$\texttt{21cmLSTM}$: A Fast Memory-based Emulator of the Global 21 cm Signal with Unprecedented Accuracy

TL;DR

The paper introduces 21cmLSTM, a recurrent neural network emulator for the global 21 cm signal that achieves unprecedented accuracy and speed, enabling precise Bayesian parameter inference from observational data.

Contribution

It presents 21cmLSTM, a novel LSTM-based neural network emulator that outperforms previous feedforward models in accuracy and captures long-term dependencies in the 21 cm signal.

Findings

Average relative rms error of 0.22% (0.39 mK)
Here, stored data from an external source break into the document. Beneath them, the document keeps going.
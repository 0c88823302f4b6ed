//! Positioned container access with memory mapping support

use crate::error::{Error, Result};
use memmap2::MmapOptions;
use std::fs::File;
use std::path::Path;
use tracing::debug;

/// Offset-addressed byte source backing all container reads.
///
/// Every read names its own absolute offset, so logically independent reads
/// can be issued concurrently against one handle without a shared cursor.
pub trait SourceRead: Send + Sync {
    /// Read bytes at `offset`, filling as much of `buf` as the source can.
    ///
    /// Returns the number of bytes read, which is less than `buf.len()` only
    /// when the end of the source is reached. A return of 0 means `offset`
    /// is at or past the end.
    fn read_at(&self, offset: u64, buf: &mut [u8]) -> Result<usize>;

    /// Total size of the source in bytes.
    fn len(&self) -> u64;

    fn is_empty(&self) -> bool {
        self.len() == 0
    }

    /// Read exactly `buf.len()` bytes at `offset`.
    fn read_exact_at(&self, offset: u64, buf: &mut [u8]) -> Result<()> {
        let got = self.read_at(offset, buf)?;
        if got < buf.len() {
            return Err(Error::TruncatedRead {
                expected: buf.len() as u64,
                actual: got as u64,
            });
        }
        Ok(())
    }
}

impl<T: SourceRead + ?Sized> SourceRead for &T {
    fn read_at(&self, offset: u64, buf: &mut [u8]) -> Result<usize> {
        (**self).read_at(offset, buf)
    }

    fn len(&self) -> u64 {
        (**self).len()
    }
}

impl SourceRead for [u8] {
    fn read_at(&self, offset: u64, buf: &mut [u8]) -> Result<usize> {
        if offset >= self.len() as u64 {
            return Ok(0);
        }
        let start = offset as usize;
        let n = buf.len().min(self.len() - start);
        buf[..n].copy_from_slice(&self[start..start + n]);
        Ok(n)
    }

    fn len(&self) -> u64 {
        <[u8]>::len(self) as u64
    }
}

impl SourceRead for Vec<u8> {
    fn read_at(&self, offset: u64, buf: &mut [u8]) -> Result<usize> {
        self.as_slice().read_at(offset, buf)
    }

    fn len(&self) -> u64 {
        self.as_slice().len() as u64
    }
}

/// Limit memory mapping to 2GB files
const MMAP_LIMIT: u64 = 2_147_483_648;

/// Container file opened for positioned reads, memory-mapped when possible
pub struct FileSource {
    /// Memory-mapped file (if available)
    mmap: Option<memmap2::Mmap>,
    /// Positioned-read fallback
    file: Option<File>,
    /// Size of the container
    size: u64,
}

impl FileSource {
    /// Open a container file for reading
    pub fn open<P: AsRef<Path>>(path: P) -> Result<Self> {
        let path = path.as_ref();
        let file = File::open(path)?;
        let size = file.metadata()?.len();

        debug!("Opening container: {:?} (size: {} bytes)", path, size);

        let mmap = if size > 0 && size < MMAP_LIMIT {
            match unsafe { MmapOptions::new().map(&file) } {
                Ok(mmap) => {
                    debug!("Successfully memory-mapped container");
                    Some(mmap)
                }
                Err(e) => {
                    debug!("Failed to memory-map container, using positioned reads: {}", e);
                    None
                }
            }
        } else {
            None
        };

        // If we couldn't mmap, keep the handle for positioned reads
        let file = if mmap.is_none() { Some(file) } else { None };

        Ok(Self { mmap, file, size })
    }

    /// Check if memory mapping is available
    pub fn is_memory_mapped(&self) -> bool {
        self.mmap.is_some()
    }
}

#[cfg(unix)]
fn read_at_file(file: &File, offset: u64, buf: &mut [u8]) -> std::io::Result<usize> {
    use std::os::unix::fs::FileExt;
    file.read_at(buf, offset)
}

#[cfg(windows)]
fn read_at_file(file: &File, offset: u64, buf: &mut [u8]) -> std::io::Result<usize> {
    use std::os::windows::fs::FileExt;
    file.seek_read(buf, offset)
}

impl SourceRead for FileSource {
    fn read_at(&self, offset: u64, buf: &mut [u8]) -> Result<usize> {
        if offset >= self.size {
            return Ok(0);
        }
        let n = buf.len().min((self.size - offset) as usize);

        if let Some(ref mmap) = self.mmap {
            // Fast path: memory-mapped access
            let start = offset as usize;
            buf[..n].copy_from_slice(&mmap[start..start + n]);
            Ok(n)
        } else if let Some(ref file) = self.file {
            // Slow path: positioned reads, retried until the range is full
            let mut filled = 0;
            while filled < n {
                match read_at_file(file, offset + filled as u64, &mut buf[filled..n]) {
                    Ok(0) => break,
                    Ok(read) => filled += read,
                    Err(e) if e.kind() == std::io::ErrorKind::Interrupted => {}
                    Err(e) => return Err(Error::Io(e)),
                }
            }
            Ok(filled)
        } else {
            Ok(0)
        }
    }

    fn len(&self) -> u64 {
        self.size
    }
}
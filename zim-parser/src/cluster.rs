//! Cluster reading and blob segmentation
//!
//! A cluster's byte range runs from its resolved offset to the next
//! cluster's offset, or to end-of-file for the last cluster. The first byte
//! is the compression flag; the rest is the body. The decompressed body
//! starts with a run of little-endian u32 blob offsets, terminated by the
//! first value reaching the payload length, and blob `i` spans
//! `[offsets[i], offsets[i+1])` of the payload.

use crate::codec::CodecRegistry;
use crate::error::{Error, Result};
use crate::io::SourceRead;
use crate::pointer::PointerTable;
use tracing::debug;

/// A decompressed cluster, sliced into blobs.
///
/// Computed per request; repeated reads of the same index re-read and
/// re-decompress. Blob access borrows from the cluster's payload buffer and
/// lives only as long as the cluster.
#[derive(Debug, Clone, PartialEq, Eq)]
pub struct Cluster {
    index: u32,
    offset: u64,
    compression: u8,
    payload: Vec<u8>,
    blob_offsets: Vec<u32>,
}

impl Cluster {
    pub(crate) fn from_payload(
        index: u32,
        offset: u64,
        compression: u8,
        payload: Vec<u8>,
    ) -> Result<Self> {
        let blob_offsets = parse_blob_index(index, &payload)?;
        Ok(Self {
            index,
            offset,
            compression,
            payload,
            blob_offsets,
        })
    }

    /// Cluster index within the archive
    pub fn index(&self) -> u32 {
        self.index
    }

    /// Absolute byte offset of the cluster's flag byte
    pub fn offset(&self) -> u64 {
        self.offset
    }

    /// Raw compression flag byte
    pub fn compression(&self) -> u8 {
        self.compression
    }

    /// Decompressed payload, blob-offset index included
    pub fn payload(&self) -> &[u8] {
        &self.payload
    }

    /// Number of blobs in the cluster
    pub fn blob_count(&self) -> u32 {
        (self.blob_offsets.len() - 1) as u32
    }

    /// Borrow blob `index` from the payload
    pub fn blob(&self, index: u32) -> Result<&[u8]> {
        if index >= self.blob_count() {
            return Err(Error::OutOfRange {
                index,
                count: self.blob_count(),
            });
        }
        let start = self.blob_offsets[index as usize] as usize;
        let end = self.blob_offsets[index as usize + 1] as usize;
        Ok(&self.payload[start..end])
    }

    /// Iterate over all blobs in order
    pub fn blobs(&self) -> impl Iterator<Item = &[u8]> {
        self.blob_offsets
            .windows(2)
            .map(|w| &self.payload[w[0] as usize..w[1] as usize])
    }
}

/// Parse the blob-offset run at the start of a decompressed payload.
///
/// The run must be non-decreasing and terminate with a value equal to the
/// payload length; anything else is [`Error::MalformedCluster`]. The
/// offsets are absolute within the payload, so the run's own bytes fall
/// inside blob 0's addressable region.
fn parse_blob_index(cluster: u32, payload: &[u8]) -> Result<Vec<u32>> {
    let total = payload.len() as u64;
    let mut offsets: Vec<u32> = Vec::new();

    loop {
        let pos = offsets.len() * 4;
        let Some(bytes) = payload.get(pos..pos + 4) else {
            // Ran off the payload without reaching a terminating value.
            return Err(Error::MalformedCluster { index: cluster });
        };
        let value = u32::from_le_bytes([bytes[0], bytes[1], bytes[2], bytes[3]]);

        if offsets.last().is_some_and(|prev| value < *prev) {
            return Err(Error::MalformedCluster { index: cluster });
        }
        offsets.push(value);

        if u64::from(value) >= total {
            break;
        }
    }

    // The terminating value must land exactly on the payload end, or the
    // final blob range would point past it.
    if u64::from(*offsets.last().unwrap_or(&0)) != total {
        return Err(Error::MalformedCluster { index: cluster });
    }

    Ok(offsets)
}

/// Read, decompress, and slice cluster `index`.
///
/// Step order is fixed: resolve offsets, read the flag byte, read the body,
/// decompress, parse the blob index. Any failing step is terminal.
pub(crate) fn read_cluster<S: SourceRead + ?Sized>(
    source: &S,
    table: &PointerTable,
    codecs: &CodecRegistry,
    index: u32,
) -> Result<Cluster> {
    let offset = table.resolve(source, index)?;
    // The last cluster has no successor; it extends to end-of-file.
    let end = if index + 1 < table.count() {
        table.resolve(source, index + 1)?
    } else {
        source.len()
    };

    if end <= offset {
        return Err(Error::TruncatedRead {
            expected: 1,
            actual: 0,
        });
    }

    let mut flag = [0u8; 1];
    source.read_exact_at(offset, &mut flag)?;
    let compression = flag[0];
    debug!(
        "Cluster {index} at {offset:#x}..{end:#x}, compression flag {compression}",
    );

    let mut body = vec![0u8; (end - offset - 1) as usize];
    source.read_exact_at(offset + 1, &mut body)?;

    let payload = codecs.decode(compression, &body)?;
    Cluster::from_payload(index, offset, compression, payload)
}
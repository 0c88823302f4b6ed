//! Subcommand handlers
//!
//! Every handler opens the archive, walks the requested structures, and
//! serializes one JSON record per stdout line. Library errors propagate to
//! `main`, which reports them on stderr with a non-zero exit.

use crate::Commands;
use crate::records::{ClusterRecord, EntryRecord, HeaderRecord, PointerRecord};
use anyhow::{Context, Result};
use serde::Serialize;
use std::io::{self, Write};
use std::path::{Component, Path, PathBuf};
use tracing::{debug, info, warn};
use zim_parser::{Archive, Cluster, EntryLocator};

pub fn handle(command: Commands) -> Result<()> {
    match command {
        Commands::Header { filename } => header(&filename),
        Commands::Entries { filename } => entries(&filename),
        Commands::Entry { index, filename } => entry(index, &filename),
        Commands::Clusters { filename } => clusters(&filename),
        Commands::Cluster { index, filename } => cluster(index, &filename),
        Commands::Stream { filename } => stream(&filename),
        Commands::Extract {
            output_dir,
            filename,
        } => extract(&output_dir, &filename),
    }
}

fn open(filename: &Path) -> Result<Archive> {
    Archive::open(filename).with_context(|| format!("failed to open archive {}", filename.display()))
}

fn emit<W: Write, T: Serialize>(out: &mut W, record: &T) -> Result<()> {
    serde_json::to_writer(&mut *out, record)?;
    out.write_all(b"\n")?;
    Ok(())
}

fn header(filename: &Path) -> Result<()> {
    let archive = open(filename)?;
    let mut out = io::stdout().lock();
    emit(&mut out, &HeaderRecord::from(archive.header()))
}

fn entries(filename: &Path) -> Result<()> {
    let archive = open(filename)?;
    let mut out = io::stdout().lock();

    for pointer in archive.entry_offsets(None) {
        let pointer = pointer?;
        let resolved = archive.entry(EntryLocator::Offset(pointer.offset))?;
        let record = EntryRecord::new(Some(pointer.index), pointer.offset, &resolved.entry, None);
        emit(&mut out, &record)?;
    }
    Ok(())
}

fn entry(index: u32, filename: &Path) -> Result<()> {
    let archive = open(filename)?;
    let resolved = archive.entry(EntryLocator::Index(index))?;
    let contents = archive
        .content(&resolved.entry)?
        .map(|bytes| String::from_utf8_lossy(&bytes).into_owned());

    let mut out = io::stdout().lock();
    emit(
        &mut out,
        &EntryRecord::new(resolved.index, resolved.offset, &resolved.entry, contents),
    )
}

fn clusters(filename: &Path) -> Result<()> {
    let archive = open(filename)?;
    let mut out = io::stdout().lock();

    for pointer in archive.cluster_offsets(None) {
        emit(&mut out, &PointerRecord::from(pointer?))?;
    }
    Ok(())
}

fn cluster(index: u32, filename: &Path) -> Result<()> {
    let archive = open(filename)?;
    let cluster = archive.cluster(index)?;

    let mut out = io::stdout().lock();
    emit(&mut out, &ClusterRecord::from(&cluster))
}

fn stream(filename: &Path) -> Result<()> {
    let archive = open(filename)?;
    let mut out = io::stdout().lock();

    for pointer in archive.entry_offsets(None) {
        let pointer = pointer?;
        let resolved = archive.entry(EntryLocator::Offset(pointer.offset))?;
        let contents = archive
            .content(&resolved.entry)?
            .map(|bytes| String::from_utf8_lossy(&bytes).into_owned());
        let record =
            EntryRecord::new(Some(pointer.index), pointer.offset, &resolved.entry, contents);
        emit(&mut out, &record)?;
    }
    Ok(())
}

fn extract(output_dir: &Path, filename: &Path) -> Result<()> {
    let archive = open(filename)?;

    // The core re-decompresses on every cluster read; keep the last cluster
    // around since consecutive entries usually share one.
    let mut cached: Option<Cluster> = None;
    let mut written = 0u32;
    let mut skipped = 0u32;

    for pointer in archive.entry_offsets(None) {
        let pointer = pointer?;
        let resolved = archive.entry(EntryLocator::Offset(pointer.offset))?;
        let Some((cluster_index, blob_index)) = resolved.entry.location() else {
            skipped += 1;
            continue;
        };

        let Some(path) = entry_path(output_dir, resolved.entry.namespace, &resolved.entry.url)
        else {
            warn!("Skipping entry with unsafe path: {}", resolved.entry.url);
            skipped += 1;
            continue;
        };

        let cluster = match cached.take() {
            Some(cluster) if cluster.index() == cluster_index => cached.insert(cluster),
            _ => cached.insert(
                archive
                    .cluster(cluster_index)
                    .with_context(|| format!("failed to read cluster {cluster_index}"))?,
            ),
        };
        let blob = cluster.blob(blob_index)?;

        if let Some(parent) = path.parent() {
            std::fs::create_dir_all(parent)?;
        }
        std::fs::write(&path, blob)
            .with_context(|| format!("failed to write {}", path.display()))?;
        debug!("Wrote {} ({} bytes)", path.display(), blob.len());
        written += 1;
    }

    info!("Extracted {written} entries to {} ({skipped} skipped)", output_dir.display());
    Ok(())
}

/// Target path for one entry, or `None` when the URL would escape the
/// output directory.
fn entry_path(output_dir: &Path, namespace: char, url: &str) -> Option<PathBuf> {
    let relative = Path::new(url);
    let safe = !url.is_empty()
        && relative.is_relative()
        && relative
            .components()
            .all(|c| matches!(c, Component::Normal(_)));
    if !safe {
        return None;
    }
    Some(output_dir.join(namespace.to_string()).join(relative))
}

#[cfg(test)]
mod tests {
    use super::*;

    #[test]
    fn test_entry_path_joins_namespace_and_url() {
        let path = entry_path(Path::new("out"), 'A', "wiki/Article.html").unwrap();
        assert_eq!(path, Path::new("out/A/wiki/Article.html"));
    }

    #[test]
    fn test_entry_path_refuses_escapes() {
        assert!(entry_path(Path::new("out"), 'A', "../evil").is_none());
        assert!(entry_path(Path::new("out"), 'A', "/etc/passwd").is_none());
        assert!(entry_path(Path::new("out"), 'A', "a/../../b").is_none());
        assert!(entry_path(Path::new("out"), 'A', "").is_none());
    }
}
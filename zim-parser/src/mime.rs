//! MIME type list decoding
//!
//! The header's `mime_list_pos` names a run of NUL-terminated UTF-8
//! strings, closed by an empty string. Directory entries reference the run
//! by position through their `mime_type` code.

use crate::error::{Error, Result};
use crate::header::Header;
use crate::io::SourceRead;
use tracing::trace;

const READ_CHUNK: usize = 1024;

/// Read the archive's MIME type list.
pub fn read_mime_table<S: SourceRead + ?Sized>(source: &S, header: &Header) -> Result<Vec<String>> {
    let mut types = Vec::new();
    let mut buf: Vec<u8> = Vec::with_capacity(READ_CHUNK);
    let mut chunk = [0u8; READ_CHUNK];
    let mut pos = 0;

    loop {
        if let Some(rel) = buf[pos..].iter().position(|b| *b == 0) {
            if rel == 0 {
                // Empty string closes the list.
                trace!("Read {} MIME types", types.len());
                return Ok(types);
            }
            types.push(String::from_utf8_lossy(&buf[pos..pos + rel]).into_owned());
            pos += rel + 1;
            continue;
        }

        let got = source.read_at(header.mime_list_pos + buf.len() as u64, &mut chunk)?;
        if got == 0 {
            return Err(Error::TruncatedRead {
                expected: buf.len() as u64 + 1,
                actual: buf.len() as u64,
            });
        }
        buf.extend_from_slice(&chunk[..got]);
    }
}
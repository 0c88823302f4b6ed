//! Error types for ZIM container parsing

use thiserror::Error;

/// Result type for ZIM operations
pub type Result<T> = std::result::Result<T, Error>;

/// ZIM error types
#[derive(Error, Debug)]
pub enum Error {
    /// IO error
    #[error("IO error: {0}")]
    Io(#[from] std::io::Error),

    /// Fewer bytes available than the structure requires
    #[error("truncated read: expected {expected} bytes, got {actual}")]
    TruncatedRead { expected: u64, actual: u64 },

    /// Directory entry exhausted its source without both string terminators
    #[error("malformed directory entry at offset {offset:#x}")]
    MalformedEntry { offset: u64 },

    /// Blob-offset index of a decompressed cluster is non-monotonic or
    /// never terminates
    #[error("malformed blob index in cluster {index}")]
    MalformedCluster { index: u32 },

    /// Requested index is past the end of a table
    #[error("index {index} is out of range, must be less than {count}")]
    OutOfRange { index: u32, count: u32 },

    /// Decompression failed or the compression flag has no codec
    #[error(transparent)]
    Codec(#[from] CodecError),
}

/// Cluster decompression error types
#[derive(Error, Debug)]
pub enum CodecError {
    /// No codec is registered for this compression flag
    #[error("unsupported compression flag: {0:#04x}")]
    UnsupportedFlag(u8),

    /// The registered codec rejected the cluster body
    #[error("decompression failed: {0}")]
    Decompress(String),
}
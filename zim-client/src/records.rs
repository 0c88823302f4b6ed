//! NDJSON record shapes for the CLI
//!
//! One record per stdout line. Entry records keep the redirect/content split
//! visible: a redirect carries `redirect` and nothing else, a content entry
//! carries `cluster` and `blob`.

use serde::Serialize;
use zim_parser::{Cluster, DirectoryEntry, EntryTarget, Header, PointerEntry};

#[derive(Debug, Serialize)]
pub struct HeaderRecord {
    pub version: u32,
    pub uuid: String,
    pub entry_count: u32,
    pub cluster_count: u32,
    pub url_ptr_pos: u64,
    pub title_ptr_pos: u64,
    pub cluster_ptr_pos: u64,
    pub mime_list_pos: u64,
    pub main_page: Option<u32>,
    pub layout_page: Option<u32>,
    pub checksum_pos: u64,
}

impl From<&Header> for HeaderRecord {
    fn from(header: &Header) -> Self {
        Self {
            version: header.version,
            uuid: header.uuid_hex(),
            entry_count: header.entry_count,
            cluster_count: header.cluster_count,
            url_ptr_pos: header.url_ptr_pos,
            title_ptr_pos: header.title_ptr_pos,
            cluster_ptr_pos: header.cluster_ptr_pos,
            mime_list_pos: header.mime_list_pos,
            main_page: header.main_page,
            layout_page: header.layout_page,
            checksum_pos: header.checksum_pos,
        }
    }
}

#[derive(Debug, Serialize)]
pub struct PointerRecord {
    pub index: u32,
    pub offset: u64,
}

impl From<PointerEntry> for PointerRecord {
    fn from(entry: PointerEntry) -> Self {
        Self {
            index: entry.index,
            offset: entry.offset,
        }
    }
}

#[derive(Debug, Serialize)]
pub struct EntryRecord {
    #[serde(skip_serializing_if = "Option::is_none")]
    pub index: Option<u32>,
    pub offset: u64,
    pub mime: u16,
    pub namespace: char,
    pub revision: u32,
    #[serde(skip_serializing_if = "Option::is_none")]
    pub redirect: Option<u32>,
    #[serde(skip_serializing_if = "Option::is_none")]
    pub cluster: Option<u32>,
    #[serde(skip_serializing_if = "Option::is_none")]
    pub blob: Option<u32>,
    pub url: String,
    pub title: String,
    #[serde(skip_serializing_if = "Option::is_none")]
    pub contents: Option<String>,
}

impl EntryRecord {
    pub fn new(
        index: Option<u32>,
        offset: u64,
        entry: &DirectoryEntry,
        contents: Option<String>,
    ) -> Self {
        let (redirect, cluster, blob) = match entry.target {
            EntryTarget::Redirect { entry } => (Some(entry), None, None),
            EntryTarget::Content { cluster, blob } => (None, Some(cluster), Some(blob)),
        };

        Self {
            index,
            offset,
            mime: entry.mime_type,
            namespace: entry.namespace,
            revision: entry.revision,
            redirect,
            cluster,
            blob,
            url: entry.url.clone(),
            title: entry.title.clone(),
            contents,
        }
    }
}

#[derive(Debug, Serialize)]
pub struct ClusterRecord {
    pub index: u32,
    pub offset: u64,
    pub compression: u8,
    pub blob_count: u32,
    pub blobs: Vec<String>,
}

impl From<&Cluster> for ClusterRecord {
    fn from(cluster: &Cluster) -> Self {
        Self {
            index: cluster.index(),
            offset: cluster.offset(),
            compression: cluster.compression(),
            blob_count: cluster.blob_count(),
            blobs: cluster
                .blobs()
                .map(|blob| String::from_utf8_lossy(blob).into_owned())
                .collect(),
        }
    }
}

#[cfg(test)]
mod tests {
    use super::*;

    fn content_entry() -> DirectoryEntry {
        DirectoryEntry {
            mime_type: 0,
            namespace: '-',
            revision: 0,
            target: EntryTarget::Content {
                cluster: 9,
                blob: 472,
            },
            url: "j/body.js".to_string(),
            title: String::new(),
        }
    }

    #[test]
    fn test_content_entry_record_shape() {
        let record = EntryRecord::new(Some(1), 55233, &content_entry(), None);
        let json = serde_json::to_string(&record).unwrap();

        assert_eq!(
            json,
            "{\"index\":1,\"offset\":55233,\"mime\":0,\"namespace\":\"-\",\"revision\":0,\
             \"cluster\":9,\"blob\":472,\"url\":\"j/body.js\",\"title\":\"\"}"
        );
    }

    #[test]
    fn test_redirect_entry_record_has_no_locator() {
        let entry = DirectoryEntry {
            mime_type: zim_parser::REDIRECT_MIME,
            namespace: 'A',
            revision: 0,
            target: EntryTarget::Redirect { entry: 2435 },
            url: "main".to_string(),
            title: "Main".to_string(),
        };
        let json = serde_json::to_string(&EntryRecord::new(None, 100, &entry, None)).unwrap();

        assert!(json.contains("\"redirect\":2435"));
        assert!(!json.contains("\"cluster\""));
        assert!(!json.contains("\"blob\""));
        assert!(!json.contains("\"contents\""));
        assert!(!json.contains("\"index\""));
    }

    #[test]
    fn test_contents_attached() {
        let record = EntryRecord::new(
            Some(0),
            55212,
            &content_entry(),
            Some("var x = 1;".to_string()),
        );
        let json = serde_json::to_string(&record).unwrap();
        assert!(json.ends_with("\"contents\":\"var x = 1;\"}"));
    }
}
Posterior 1σ rms error about 3× less than observational noise

Effective in Bayesian inference with various noise levels

Abstract

Neural network (NN) emulators of the global 21 cm signal need emulation error much less than the observational noise in order to be used to perform unbiased Bayesian parameter inference. To this end, we introduce $\texttt{21cmLSTM}$ -- a long short-term memory (LSTM) NN emulator of the global 21 cm signal that leverages the intrinsic correlation between frequency channels to achieve exceptional accuracy compared to previous emulators, which are all feedforward, fully connected NNs. LSTM NNs are a type of recurrent NN designed to capture long-term dependencies in sequential data. When trained and tested on the same simulated set of global 21 cm signals as the best previous emulators, $\texttt{21cmLSTM}$ has average relative rms error of 0.22% -- equivalently 0.39 mK -- and comparably fast evaluation time. We perform seven-dimensional Bayesian parameter estimation analyses using $\texttt{21cmLSTM}$ to fit global 21 cm signal mock data with different adopted observational noise levels, $\sigma_{21}$. The posterior $1\sigma$ rms error is $\approx3\times$ less than $\sigma_{21}$ for each fit and consistently decreases for tighter noise levels, showing that $\texttt{21cmLSTM}$ can sufficiently exploit even very optimistic measurements of the global 21 cm signal. We made the emulator, code, and data sets publicly available so that $\texttt{21cmLSTM}$ can be independently tested and used to retrain and constrain other 21 cm models.